Generally a theorem shows that you can derive extra information given some starting information in a nonobvious way, at least for the theorems we bother learning in textbooks. Put another way: I usually expect the utility of a theorem to be it enabling you to calculate something or prove another theorem that otherwise would be difficult.
So I'm confused why Bayes Theorem is a big deal, because AFAICT it tells you nothing the definition of conditional probability didn't already tell you, and requires exactly the same information to be available in order to apply it. The typical definition of conditional probability is:
$$ \mathbb{P}(A \mid B) = \frac{\mathbb{P}(AB)}{\mathbb{P}(B)} $$
Whereas Bayes Theorem is:
$$ \mathbb{P}(A \mid B) = \frac{\mathbb{P}(B \mid A)\mathbb{P}(A)}{\mathbb{P}(B)} $$
If you start with the first equation you can derive the second by just applying it once to the numerator. You still either need to know the intersection probability or the two values that the definition makes it trivial to calculate (the conditional probability times the prior).
Digging some on Wikipedia I found this excerpt from Bayes original essay:
He states:"If there be two subsequent events, the probability of the second b/N and the probability of both together P/N, and it being first discovered that the second event has also happened, from hence I guess that the first event has also happened, the probability I am right is P/b.". Symbolically, this implies (see Stigler 1982): $$ \mathbb{P}(A \mid B) = \frac{\mathbb{P}(AB)}{\mathbb{P}(B)} $$
So is Bayes real contribution just the definition of conditional probability?
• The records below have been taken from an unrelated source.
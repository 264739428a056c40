//! Blob storage configuration.

use serde::{Deserialize, Serialize};

/// Top-level blob storage configuration.
#[derive(Debug, Clone, Serialize, Deserialize)]
pub struct StorageConfig {
    /// Storage provider to use: `"local"` or `"memory"`.
    #[serde(default = "default_provider")]
    pub provider: String,
    /// Local filesystem storage configuration.
    #[serde(default)]
    pub local: LocalStorageConfig,
}

impl Default for StorageConfig {
    fn default() -> Self {
        Self {
            provider: default_provider(),
            local: LocalStorageConfig::default(),
        }
    }
}

/// Local filesystem storage configuration.
#[derive(Debug, Clone, Serialize, Deserialize)]
pub struct LocalStorageConfig {
    /// Root path for local blob storage.
    #[serde(default = "default_local_root")]
    pub root_path: String,
}

impl Default for LocalStorageConfig {
    fn default() -> Self {
        Self {
            root_path: default_local_root(),
        }
    }
}

fn default_provider() -> String {
    "local".to_string()
}

fn default_local_root() -> String {
    "./data/uploads".to_string()
}
//! Health check handler.

use axum::Json;
use axum::extract::State;
use tracing::warn;

use crate::dto::response::HealthResponse;
use crate::state::AppState;

/// GET /health
pub async fn health(State(state): State<AppState>) -> Json<HealthResponse> {
    let database = state
        .repositories
        .health_check()
        .await
        .unwrap_or_else(|e| {
            warn!(error = %e, "Database health check failed");
            false
        });
    let storage = state.storage.health_check().await.unwrap_or_else(|e| {
        warn!(error = %e, "Storage health check failed");
        false
    });

    let status = if database && storage { "ok" } else { "degraded" };

    Json(HealthResponse {
        status: status.to_string(),
        version: env!("CARGO_PKG_VERSION").to_string(),
        database,
        storage,
    })
}
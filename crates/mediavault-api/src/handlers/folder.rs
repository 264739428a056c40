//! Folder handlers.

use axum::Json;
use axum::extract::{Path, Query, State};
use axum::http::StatusCode;

use mediavault_entity::folder::Folder;

use crate::dto::request::{
    BulkDeleteRequest, CreateFolderRequest, FolderListQuery, UpdateFolderRequest, validate_body,
};
use crate::dto::response::{BulkDeleteResponse, FolderListResponse};
use crate::error::ApiError;
use crate::state::AppState;

/// GET /upload/folders?parent=root|<id>
pub async fn list_folders(
    State(state): State<AppState>,
    Query(query): Query<FolderListQuery>,
) -> Result<Json<FolderListResponse>, ApiError> {
    let scope = query.scope()?;
    let results = state.folder_service.list_folders(scope).await?;
    Ok(Json(FolderListResponse { results }))
}

/// GET /upload/folders/{id}
pub async fn get_folder(
    State(state): State<AppState>,
    Path(id): Path<i64>,
) -> Result<Json<Folder>, ApiError> {
    let folder = state.folder_service.get_folder(id).await?;
    Ok(Json(folder))
}

/// POST /upload/folders
pub async fn create_folder(
    State(state): State<AppState>,
    Json(req): Json<CreateFolderRequest>,
) -> Result<(StatusCode, Json<Folder>), ApiError> {
    validate_body(&req)?;
    let folder = state
        .folder_service
        .create_folder(&req.name, req.parent)
        .await?;
    Ok((StatusCode::CREATED, Json(folder)))
}

/// PUT /upload/folders/{id}
pub async fn update_folder(
    State(state): State<AppState>,
    Path(id): Path<i64>,
    Json(req): Json<UpdateFolderRequest>,
) -> Result<Json<Folder>, ApiError> {
    validate_body(&req)?;
    let folder = state.folder_service.update_folder(id, req.into()).await?;
    Ok(Json(folder))
}

/// POST /upload/actions/bulk-delete
pub async fn bulk_delete(
    State(state): State<AppState>,
    Json(req): Json<BulkDeleteRequest>,
) -> Result<Json<BulkDeleteResponse>, ApiError> {
    let deleted = state.folder_service.bulk_delete(&req.folder_ids).await?;
    Ok(Json(BulkDeleteResponse { deleted }))
}
//! Server and CORS configuration.

use serde::{Deserialize, Serialize};

/// HTTP server configuration.
#[derive(Debug, Clone, Serialize, Deserialize)]
pub struct ServerConfig {
    /// Bind address.
    #[serde(default = "default_host")]
    pub host: String,
    /// Bind port.
    #[serde(default = "default_port")]
    pub port: u16,
    /// Graceful shutdown timeout in seconds.
    #[serde(default = "default_shutdown_grace")]
    pub shutdown_grace_seconds: u64,
    /// CORS configuration.
    #[serde(default)]
    pub cors: CorsConfig,
}

impl Default for ServerConfig {
    fn default() -> Self {
        Self {
            host: default_host(),
            port: default_port(),
            shutdown_grace_seconds: default_shutdown_grace(),
            cors: CorsConfig::default(),
        }
    }
}

/// CORS (Cross-Origin Resource Sharing) configuration.
#[derive(Debug, Clone, Serialize, Deserialize)]
pub struct CorsConfig {
    /// Allowed origins (use `["*"]` for development only).
    #[serde(default = "default_allowed_origins")]
    pub allowed_origins: Vec<String>,
    /// Allowed HTTP methods.
    #[serde(default = "default_allowed_methods")]
    pub allowed_methods: Vec<String>,
    /// Allowed HTTP headers.
    #[serde(default = "default_allowed_headers")]
    pub allowed_headers: Vec<String>,
    /// Max age for preflight cache in seconds.
    #[serde(default = "default_max_age")]
    pub max_age_seconds: u64,
}

impl Default for CorsConfig {
    fn default() -> Self {
        Self {
            allowed_origins: default_allowed_origins(),
            allowed_methods: default_allowed_methods(),
            allowed_headers: default_allowed_headers(),
            max_age_seconds: default_max_age(),
        }
    }
}

fn default_host() -> String {
    "0.0.0.0".to_string()
}

fn default_port() -> u16 {
    8080
}

fn default_shutdown_grace() -> u64 {
    30
}

fn default_allowed_origins() -> Vec<String> {
    vec!["*".to_string()]
}

fn default_allowed_methods() -> Vec<String> {
    vec![
        "GET".to_string(),
        "POST".to_string(),
        "PUT".to_string(),
        "DELETE".to_string(),
        "OPTIONS".to_string(),
    ]
}

fn default_allowed_headers() -> Vec<String> {
    vec!["*".to_string()]
}

fn default_max_age() -> u64 {
    3600
}
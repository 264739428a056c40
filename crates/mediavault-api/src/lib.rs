//! # mediavault-api
//!
//! HTTP API layer for MediaVault built on Axum.
//!
//! Provides the upload and folder endpoints under `/upload`, the health
//! endpoint, CORS and request logging middleware, DTOs, and error mapping.

pub mod app;
pub mod dto;
pub mod error;
pub mod handlers;
pub mod middleware;
pub mod router;
pub mod state;

pub use app::run_server;
pub use router::build_router;
pub use state::AppState;
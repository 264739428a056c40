//! Default upload folder provisioning.

use std::sync::Arc;

use dashmap::DashMap;
use tokio::sync::Mutex;
use tracing::{debug, info, warn};

use mediavault_core::config::{DefaultFolderLookup, UploadConfig};
use mediavault_core::error::AppError;
use mediavault_core::result::AppResult;
use mediavault_database::repositories::FolderRepository;
use mediavault_entity::folder::{CreateFolder, Folder, FolderRole, ParentScope};

use super::naming::NameDisambiguator;

/// Ensures the root folder that receives uploads without a destination
/// exists, creating it on demand.
///
/// The current default folder is looked up in the repository on every call.
/// Folders can be deleted at any time by other requests, so nothing about
/// the default folder is remembered between calls.
#[derive(Debug)]
pub struct DefaultFolderProvisioner {
    folder_repo: Arc<dyn FolderRepository>,
    naming: NameDisambiguator,
    config: UploadConfig,
    /// One lock per `(scope, desired name)` so in-process calls line up.
    locks: DashMap<(ParentScope, String), Arc<Mutex<()>>>,
}

impl DefaultFolderProvisioner {
    /// Creates a new provisioner.
    pub fn new(folder_repo: Arc<dyn FolderRepository>, config: UploadConfig) -> Self {
        Self {
            naming: NameDisambiguator::new(Arc::clone(&folder_repo)),
            folder_repo,
            config,
            locks: DashMap::new(),
        }
    }

    /// Return the default upload folder, creating it if it is gone.
    ///
    /// A newly created folder takes the configured name if it is free in
    /// the root scope, otherwise the first free numbered variant. Losing a
    /// creation race to another writer restarts the lookup, so the winner's
    /// folder is returned instead.
    pub async fn ensure_default_folder(&self) -> AppResult<Folder> {
        let desired = self.config.default_folder_name.as_str();
        let lock = self.scope_lock(ParentScope::Root, desired);
        let _guard = lock.lock().await;

        let mut conflicts = 0u32;
        loop {
            if let Some(folder) = self.lookup(desired).await? {
                debug!(folder_id = folder.id, uid = %folder.uid, "Reusing default upload folder");
                return Ok(folder);
            }

            let name = self.naming.unique_name(desired, None).await?;
            let data = match self.config.default_folder_lookup {
                DefaultFolderLookup::Designated => {
                    CreateFolder::new(name, None).with_role(FolderRole::DefaultUpload)
                }
                DefaultFolderLookup::ByName => CreateFolder::new(name, None),
            };

            match self.folder_repo.create(&data).await {
                Ok(folder) => {
                    info!(
                        folder_id = folder.id,
                        uid = %folder.uid,
                        name = %folder.name,
                        "Provisioned default upload folder"
                    );
                    return Ok(folder);
                }
                Err(e) if e.is_conflict() && conflicts < self.config.provision_retries => {
                    conflicts += 1;
                    warn!(
                        attempt = conflicts,
                        name = %data.name,
                        error = %e,
                        "Default upload folder creation conflicted, retrying"
                    );
                }
                Err(e) if e.is_conflict() => {
                    return Err(AppError::internal(format!(
                        "Default upload folder did not settle after {conflicts} retries: {}",
                        e.message
                    )));
                }
                Err(e) => return Err(e),
            }
        }
    }

    async fn lookup(&self, desired: &str) -> AppResult<Option<Folder>> {
        match self.config.default_folder_lookup {
            DefaultFolderLookup::Designated => {
                self.folder_repo.find_by_role(FolderRole::DefaultUpload).await
            }
            DefaultFolderLookup::ByName => {
                self.folder_repo.find_by_name_and_parent(desired, None).await
            }
        }
    }

    fn scope_lock(&self, scope: ParentScope, name: &str) -> Arc<Mutex<()>> {
        self.locks
            .entry((scope, name.to_string()))
            .or_insert_with(|| Arc::new(Mutex::new(())))
            .clone()
    }
}
//! # mediavault-storage
//!
//! Blob storage providers for MediaVault: the local filesystem and an
//! in-process map. Providers only deal in opaque storage references; folder
//! placement lives entirely in the metadata layer.

pub mod manager;
pub mod providers;

pub use manager::build_blob_storage;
If so why does everyone focus on Bayes Theorem?
I agree with you that Bayes's theorem is indeed a pretty trivial consequence from the basic facts that
$P(A \cap B ) = P(A )* P(B|A)$
and
$P(A \cap B ) = P(B \cap A) = P(B) * P(A|B)$.
Indeed, I don't remember Bayes' law by rote memory but I do know how to quickly derive it from this whenever I need it.